Niemand kann dir etwas anhaben, sage ich mir. Noch bist du nicht aus dem Gebäude heraus. Zur imaginären weißen Linie des Ausgangs, womit definitiv das Verlagshaus endet, sind es noch gute fünf Meter. Der Hausdetektiv hat – hab Dank! - mit seinem vorzeitigem Einschreiten das Überschreiten dieser vereitelt.
Langsam spüre ich Ekel meine Kehle heraufkriechen, denn des Hintermanns Flosse ruht noch immer bleiern auf meiner Schulter – als wolle sie mich davon abhalten, dass ich durchbrenne; oder als wolle sie nach außen demonstrieren, mit eiserner Zwinge wird der Unhold, Bösewicht oder Schlechtmensch festgehalten, auf dass er nicht mehr entwische und nach innen senden, mein Lieber, jetzt geht’s dir aber dreckig.
Die Botschaft kommt an, denn wie immer, wenn mir jemand widerwillig zu nahe tritt, schwillt heller Zorn auf, den man bald leicht als Ausgangsbasis für einen Menschen nachvollziehen kann, der im extremen Ausmaße unverwartet viel Gift und Galle verspritzen wird!
Noch habe ich mich in der Gewalt. Ich bin bereit, ich drehe mich breit grinsend um in der Absicht, dem Hausdetektiv keck ein freches Grinsen entgegenzuschleudern. Was aber muss ich sehen: misstrauisch enge Augen fixieren mich – nanu, seit wann sind hier Chinesen beschäftigt? Die Überraschung ist noch stärker, denn wen erkenne ich in Wirklichkeit? Herr Buchhändler von vorhin ist’s, welcher durch sein uneinsichtiges Verhalten und seine obstinate Sturheit mich überhaupt in diese peinliche Situation gebracht und schließlich dazu verführt hat.
Und nun das noch, einem harmlosen Kunden nachzuschnüffeln! Was für ein misstrauisches Verhalten dem Kunden gegenüber da herausspricht? Ist der Kunde nicht mehr König? Auf Dauer kann sich das keine Buchhandlung leisten! Ich hoffe inständig, dass sich die Geschäftsleitung dessen bewusst ist. Sonst nämlich...
Nun zu ihm persönlich, zu diesem schnüffelnden Aasgeier!
Wie der einem leid tut kann, so tief wie der gefallen ist!
Sieht er sich hin und wieder im Spiegel genauer an? Das Krötengesicht, die Läppchen über den Backenknochen, Krähenfüße unter den Augenlidern, diese Spuren langer Nächte intensiven Lesens und Schreibens, vergeblicher Plackerei mancherlei Art? Schließlich das erbärmliches Ende, das ihm wie ins Gesicht geschnitten steht: das letzte Glied in der Verlags-Ketten-Hierarchie diesen Posten: Buchhändler! Ein trauriges, ein beschämendes, kurzum ein misserables Ende für einen Intellektuellen, nicht wahr? Aber sein uneheliches Kind wird es dem Papi danken, genauso wie er es sich selbst, andernfalls er doch längst sich im dreckigen Rinnstein winden würde.

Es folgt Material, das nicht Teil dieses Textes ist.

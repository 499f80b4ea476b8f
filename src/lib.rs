// src/lib.rs

#[macro_use]
pub mod macros;
#[macro_use]
pub mod log;

pub mod cli;
pub mod config;
pub mod core;
pub mod specs;

pub mod file;
pub mod progress;
pub mod runner;
pub mod scrape;
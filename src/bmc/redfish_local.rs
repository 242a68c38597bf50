//! Redfish client for loopback and emulated BMCs.
//!
//! Emulators do not implement reset actions, so power changes are written
//! directly to the system's `PowerState`. Certificate verification is off;
//! local emulators serve self-signed certificates.

use crate::{
    BmcResult, ProtocolName,
    bmc::{BmcController, BmcOptions, ComputerSystem, PowerState, system_path},
    core::{domain::error::ClientBuildError, infrastructure::redfish_client::RedfishHttpClient},
};
use async_trait::async_trait;
use serde_json::json;
use tracing::{debug, warn};

#[derive(Debug)]
pub struct RedfishLocalBmc {
    options: BmcOptions,
    client: RedfishHttpClient,
}

impl RedfishLocalBmc {
    /// Binds a client to the given options. No request is sent.
    ///
    /// Certificate verification is always disabled, whatever
    /// `options.accept_invalid_certs` says; overriding a `false` is logged.
    ///
    /// # Errors
    /// Returns `ClientBuildError` if the HTTP transport cannot be set up.
    pub fn new(mut options: BmcOptions) -> Result<Self, ClientBuildError> {
        if !options.accept_invalid_certs {
            warn!(
                "Disabling certificate verification for local Redfish BMC {}",
                options.endpoint
            );
            options.accept_invalid_certs = true;
        }
        let client = RedfishHttpClient::new(
            options.endpoint.clone(),
            options.credentials.clone(),
            options.rate_limit,
            options.request_timeout,
            options.accept_invalid_certs,
        )?;
        Ok(Self { options, client })
    }

    async fn set_power_state(&self, system_id: &str, state: PowerState) -> BmcResult<()> {
        debug!(
            "Setting power state of system {} on {} to {}",
            system_id, self.options.endpoint, state
        );
        self.client
            .patch(&system_path(system_id), &json!({ "PowerState": state.to_string() }))
            .await
    }
}

#[async_trait]
impl BmcController for RedfishLocalBmc {
    fn protocol(&self) -> ProtocolName {
        ProtocolName::RedfishLocal
    }

    fn options(&self) -> &BmcOptions {
        &self.options
    }

    async fn power_state(&self, system_id: &str) -> BmcResult<PowerState> {
        let system: ComputerSystem = self.client.get(&system_path(system_id)).await?;
        Ok(system.power_state)
    }

    async fn power_on(&self, system_id: &str) -> BmcResult<()> {
        self.set_power_state(system_id, PowerState::On).await
    }

    async fn power_off(&self, system_id: &str) -> BmcResult<()> {
        self.set_power_state(system_id, PowerState::Off).await
    }
}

Und das jetzt? Ein Kunden des Diebesstahles verdächtigen!
Traurig, traurig!
Er wird ermessen können, was er hier tut, so tief kann keiner abgestürzt sein: Spitzel, Privatbulle, Agent Provokateur, er wird sich erinnern, wer die Gefährlichsten sind, die solch einen friedfertigen Demozug gegen Atomkraft aus der Bahn bringen konnten, aufstierten, aufhetzten, um uns in den kriminellen Bereich zu bugsieren, wo der Staatsanwalt tätig sein konnte. Denn von daher ist mir dieser Typ nur zu gut bekannt.
„Kommen Sie mal mit!“, raunt er mir leise, wenn auch scharf zu. Wenigstens ist ihm das noch ein bisschen peinlich, nicht völlig abgebrüht, der Kracher. Oder Direktive der Betriebsleitung, bei einem Diebstahl keinen Aufruhr provozieren, möglichst leise über die Bühne gehen lassen, so dass es keiner merke. Klar, das wäre schlecht fürs Geschäft, schadete dem bürgerlichen Renommee der wohlsituierten Buchhandlung, übertriebene Aufmerksamkeit ist hier zu vermeiden.
Tatsächlich merkt es keiner; keiner von den Kunden wird auf unser Treiben aufmerksam. Aber einige Verkäuferinnen, allesamt junge, die zu mir gerichtet hinter den Kassen stehen und einen Moment unmerklich inne halten in ihrem Tun, schauen neugierig zu mir her und scheinen peinlich berührt zu sein. Kommt nicht alle Tage vor, was?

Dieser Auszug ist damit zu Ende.